— EXERCISE BRIEF —
How many lines in the records below include "logging"? Answer with the number only.

[GIVEN ENTRIES Boundary: Start]

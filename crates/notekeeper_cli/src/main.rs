//! CLI smoke entry point.
//!
//! # Responsibility
//! - Provide a minimal executable to verify `notekeeper_core` linkage.
//! - Optionally load a note store and report its size.
//!
//! Usage: `notekeeper_cli [DATA_DIR]`

use notekeeper_core::{open_store, StoreConfig};
use std::process::ExitCode;

fn main() -> ExitCode {
    println!("notekeeper_core ping={}", notekeeper_core::ping());
    println!("notekeeper_core version={}", notekeeper_core::core_version());

    let Some(data_dir) = std::env::args().nth(1) else {
        return ExitCode::SUCCESS;
    };
    let config = match StoreConfig::from_data_dir(&data_dir) {
        Ok(config) => config,
        Err(err) => {
            eprintln!("invalid data dir: {err}");
            return ExitCode::FAILURE;
        }
    };

    let store = open_store(&config);
    println!(
        "notekeeper_core store={} notes={}",
        config.notes_path().display(),
        store.len()
    );
    ExitCode::SUCCESS
}
//! Single-draft edit session state machine.
//!
//! # Responsibility
//! - Track which note, if any, is open for editing.
//! - Validate drafts and delegate mutations to `NoteStore`.
//!
//! # Invariants
//! - At most one draft exists at a time; re-entrant opens are rejected.
//! - A failed action leaves both state and draft unchanged.
//! - `delete` is only reachable from `Editing`.

use crate::model::note::{validate_draft, Note, NoteId, NoteValidationError};
use crate::repo::note_file::{NoteStorage, StorageError};
use crate::service::note_store::{NoteStore, NoteStoreError};
use log::{debug, info};
use std::error::Error;
use std::fmt::{Display, Formatter};

/// In-progress title/content pair.
#[derive(Debug, Clone, Default, PartialEq, Eq)]
pub struct Draft {
    pub title: String,
    pub content: String,
}

/// Edit session lifecycle.
#[derive(Debug, Clone, PartialEq, Eq)]
pub enum SessionState {
    /// No draft is open.
    Idle,
    /// Draft for a note that does not exist yet.
    Creating { draft: Draft },
    /// Draft backed by an existing note.
    Editing { note_id: NoteId, draft: Draft },
}

impl SessionState {
    fn name(&self) -> &'static str {
        match self {
            Self::Idle => "idle",
            Self::Creating { .. } => "creating",
            Self::Editing { .. } => "editing",
        }
    }
}

/// Errors from edit session actions.
#[derive(Debug)]
pub enum EditSessionError {
    /// A draft is already open.
    SessionBusy,
    /// Action is not available from the current state.
    InvalidState {
        action: &'static str,
        state: &'static str,
    },
    /// Draft failed title/content validation.
    Validation(NoteValidationError),
    /// Referenced note no longer exists.
    NotFound(NoteId),
    /// Storage failure; the draft is kept for retry.
    Io(StorageError),
}

impl Display for EditSessionError {
    fn fmt(&self, f: &mut Formatter<'_>) -> std::fmt::Result {
        match self {
            Self::SessionBusy => write!(f, "another note is already open for editing"),
            Self::InvalidState { action, state } => {
                write!(f, "`{action}` is not allowed while session is {state}")
            }
            Self::Validation(err) => write!(f, "{err}"),
            Self::NotFound(id) => write!(f, "note not found: {id}"),
            Self::Io(err) => write!(f, "{err}"),
        }
    }
}

impl Error for EditSessionError {
    fn source(&self) -> Option<&(dyn Error + 'static)> {
        match self {
            Self::Validation(err) => Some(err),
            Self::Io(err) => Some(err),
            _ => None,
        }
    }
}

impl From<NoteValidationError> for EditSessionError {
    fn from(value: NoteValidationError) -> Self {
        Self::Validation(value)
    }
}

impl From<NoteStoreError> for EditSessionError {
    fn from(value: NoteStoreError) -> Self {
        match value {
            NoteStoreError::NotFound(id) => Self::NotFound(id),
            NoteStoreError::Validation(err) => Self::Validation(err),
            NoteStoreError::Io(err) => Self::Io(err),
        }
    }
}

/// Edit session over a borrowed `NoteStore`.
pub struct EditSession<'store, S: NoteStorage> {
    store: &'store mut NoteStore<S>,
    state: SessionState,
}

impl<'store, S: NoteStorage> EditSession<'store, S> {
    pub fn new(store: &'store mut NoteStore<S>) -> Self {
        Self {
            store,
            state: SessionState::Idle,
        }
    }

    pub fn state(&self) -> &SessionState {
        &self.state
    }

    /// Returns the open draft, if any.
    pub fn draft(&self) -> Option<&Draft> {
        match &self.state {
            SessionState::Idle => None,
            SessionState::Creating { draft } | SessionState::Editing { draft, .. } => Some(draft),
        }
    }

    pub fn is_idle(&self) -> bool {
        matches!(self.state, SessionState::Idle)
    }

    /// Read access to the underlying store for rendering.
    pub fn store(&self) -> &NoteStore<S> {
        &*self.store
    }

    /// Opens an empty draft for a new note.
    pub fn open_for_create(&mut self) -> Result<(), EditSessionError> {
        self.ensure_idle()?;
        self.state = SessionState::Creating {
            draft: Draft::default(),
        };
        debug!("event=session_open module=session status=ok mode=create");
        Ok(())
    }

    /// Opens a draft pre-filled from the canonical copy of `note_id`.
    pub fn open_for_edit(&mut self, note_id: &str) -> Result<(), EditSessionError> {
        self.ensure_idle()?;
        let note = self
            .store
            .get(note_id)
            .ok_or_else(|| EditSessionError::NotFound(note_id.to_string()))?;
        self.state = SessionState::Editing {
            note_id: note.id().to_string(),
            draft: Draft {
                title: note.title().to_string(),
                content: note.content().to_string(),
            },
        };
        debug!(
            "event=session_open module=session status=ok mode=edit note_id={}",
            note_id
        );
        Ok(())
    }

    /// Persists the draft and returns to `Idle`.
    ///
    /// # Errors
    /// - `Validation` when title or content is blank.
    /// - `InvalidState` when no draft is open.
    /// - `NotFound`/`Io` from the store.
    pub fn save(
        &mut self,
        title: impl Into<String>,
        content: impl Into<String>,
    ) -> Result<Note, EditSessionError> {
        let title = title.into();
        let content = content.into();
        if self.is_idle() {
            return Err(self.invalid("save"));
        }
        validate_draft(&title, &content)?;

        let saved = match &self.state {
            SessionState::Creating { .. } => self.store.create(title, content)?,
            SessionState::Editing { note_id, .. } => {
                self.store.update(note_id, title, content)?
            }
            SessionState::Idle => return Err(self.invalid("save")),
        };
        info!(
            "event=session_save module=session status=ok note_id={}",
            saved.id()
        );
        self.state = SessionState::Idle;
        Ok(saved)
    }

    /// Discards the draft without persisting.
    pub fn cancel(&mut self) -> Result<(), EditSessionError> {
        if self.is_idle() {
            return Err(self.invalid("cancel"));
        }
        debug!(
            "event=session_cancel module=session status=ok from={}",
            self.state.name()
        );
        self.state = SessionState::Idle;
        Ok(())
    }

    /// Deletes the note being edited and returns to `Idle`.
    pub fn delete(&mut self) -> Result<(), EditSessionError> {
        let note_id = match &self.state {
            SessionState::Editing { note_id, .. } => note_id.clone(),
            _ => return Err(self.invalid("delete")),
        };
        self.store.delete(&note_id)?;
        info!(
            "event=session_delete module=session status=ok note_id={}",
            note_id
        );
        self.state = SessionState::Idle;
        Ok(())
    }

    fn ensure_idle(&self) -> Result<(), EditSessionError> {
        if self.is_idle() {
            Ok(())
        } else {
            Err(EditSessionError::SessionBusy)
        }
    }

    fn invalid(&self, action: &'static str) -> EditSessionError {
        EditSessionError::InvalidState {
            action,
            state: self.state.name(),
        }
    }
}
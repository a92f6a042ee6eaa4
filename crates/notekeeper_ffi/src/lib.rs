//! Flutter-facing bindings for NoteKeeper core.

pub mod api;
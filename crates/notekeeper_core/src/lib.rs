//! Core domain logic for NoteKeeper.
//! This crate is the single source of truth for note persistence and the
//! edit-session lifecycle.

pub mod config;
pub mod logging;
pub mod model;
pub mod repo;
pub mod search;
pub mod service;

pub use config::StoreConfig;
pub use logging::{default_log_level, init_logging, logging_status};
pub use model::note::{validate_draft, Note, NoteId, NoteValidationError};
pub use model::preview::derive_html_preview;
pub use repo::note_file::{JsonFileStorage, NoteStorage, StorageError, StorageResult};
pub use search::title_filter::filter_by_title;
pub use service::edit_session::{Draft, EditSession, EditSessionError, SessionState};
pub use service::note_store::{NoteStore, NoteStoreError, NoteStoreResult};

/// Minimal health-check API for early integration.
pub fn ping() -> &'static str {
    "pong"
}

/// Returns the core crate version.
pub fn core_version() -> &'static str {
    env!("CARGO_PKG_VERSION")
}

/// Opens the JSON-file-backed store described by `config`.
///
/// Never fails: unreadable or missing storage recovers to an empty store.
pub fn open_store(config: &StoreConfig) -> NoteStore<JsonFileStorage> {
    NoteStore::open(JsonFileStorage::new(config.notes_path()))
}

[GIVEN ENTRIES Boundary: End]

— SOLUTION TO THE EXERCISE —
2